Los orbes se transformaron en mujeres horrendas. Frankie casi vomitó. “Boss, ¿qué demonios son?” “No del infierno, ragazzo: del sistema. La sangre de la burocracia.”

Carollo se inclinó. “Mis majestades, soy su caballero y siervo.” La Matriarca le ofreció la mano. Cayó en trance —curas, capataces, prostitutas, Lulu White— sus ojos blancos. “Veo el futuro. La rueda de la Madre gira… y puede molernos jugosas ganancias.”

Frankie entendió: hablaban de ella —de su Mylène. Si tenía que elegir, ya sabía a quién mataría primero.

Parte 4 — La Primera Prueba de las Hexacroutines

El hedor del cuarteto emanaba con cada movimiento; el humo denso se desvió hacia los jardines de la Beauregard–Keyes, dejando un rastro de perfume barato.

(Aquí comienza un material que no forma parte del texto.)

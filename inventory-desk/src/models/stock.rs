//! Stock-in model for inventory-desk.

use chrono::{NaiveDate, Utc};
use desk_core::{DeskError, DeskResult};
use serde::{Deserialize, Serialize};

/// Body of `POST /inventory/stock-in`.
#[derive(Debug, Clone, PartialEq, Eq, Serialize)]
pub struct StockIn {
    pub lens_id: String,
    pub power: String,
    pub quantity: i64,
    pub supplier: String,
    pub purchase_date: NaiveDate,
}

/// Raw stock-in inputs.
#[derive(Debug, Clone, Default, PartialEq, Eq)]
pub struct StockInForm {
    pub lens_id: String,
    pub power: String,
    pub quantity: String,
    pub supplier: String,
    /// Defaults to today (UTC) when not given.
    pub purchase_date: Option<NaiveDate>,
}

impl StockInForm {
    /// Check presence of lens and quantity, then build the request body.
    ///
    /// Power is sent exactly as typed.
    pub fn into_request(self) -> DeskResult<StockIn> {
        let lens_id = self.lens_id.trim();
        let quantity = self.quantity.trim();
        if lens_id.is_empty() || quantity.is_empty() {
            return Err(DeskError::validation("Please select a lens and quantity."));
        }

        let quantity = quantity
            .parse::<i64>()
            .map_err(|_| DeskError::validation("Quantity must be a whole number."))?;

        Ok(StockIn {
            lens_id: lens_id.to_string(),
            power: self.power,
            quantity,
            supplier: self.supplier,
            purchase_date: self
                .purchase_date
                .unwrap_or_else(|| Utc::now().date_naive()),
        })
    }
}

/// `{success: bool}` acknowledgement returned by the inventory endpoints.
#[derive(Debug, Clone, Copy, Deserialize)]
pub struct Ack {
    #[serde(default)]
    pub success: bool,
}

Frankie encendió el fuego con ámbar y clavo; las llamas rugieron como si escupieran aire podrido.

“¿Insinúas que apestamos?” siseó una. “No, signoras,” respondió Frankie, tenso. “Estoy indispuesto… y la casa está fría.” En realidad, luchaba por no vomitar.

La más vieja lo miró. “Qué mozo tan apuesto,” croó. “Nos gustaría tenerte cerca.” “Estoy ocupado,” replicó. Carollo encontró una debilidad que podría usar.

Signoras mie,” entonó Carollo, “la rueda gira; la máquina avanza. La ciudad es suya para tasarla y librarla de la Ley de la Madre.”

Las Hexacroutines respondieron: “El primer ciclo es el nacimiento; el segundo, el deseo; el tercero, el castigo; el cuarto, la liberación; el quinto, la sabiduría; el sexto, la unión; el séptimo… el vacío. La liberación.”

Una voz serpentina añadió: “La Madre kármica decide en qué ciclo se detendrá la rueda. Una falsa sirena sangra envidia; la verdadera lleva la ley en su sangre.” Frankie entendió: hablaban de Mylène.

Lurida, la Matriarca Inmunda —corona de espinas podridas, moscas como joyas— se alzó. “Quien afirma poder con dedos podridos confunde putrefacción con dominio,” retumbó una voz. Grubelle Noira suspiró: “La misericordia es la mentira más bella y rentable que una mujer puede vender.” Smelegra Grossa lloró teatralmente; Grottina Fangula, dientes de motosierra, dejaba chorrear su chisme venenoso. Juntas se inclinaron ante Carollo, un himno espantoso: “¡Salve al Consejo de los Señores de la Corona y el Pecado! ¡El Evangelio hecho carne! Y así, en aquella noche de perfume fétido y clavo ardiendo, comenzó El Evangelio de los Siete Impíos.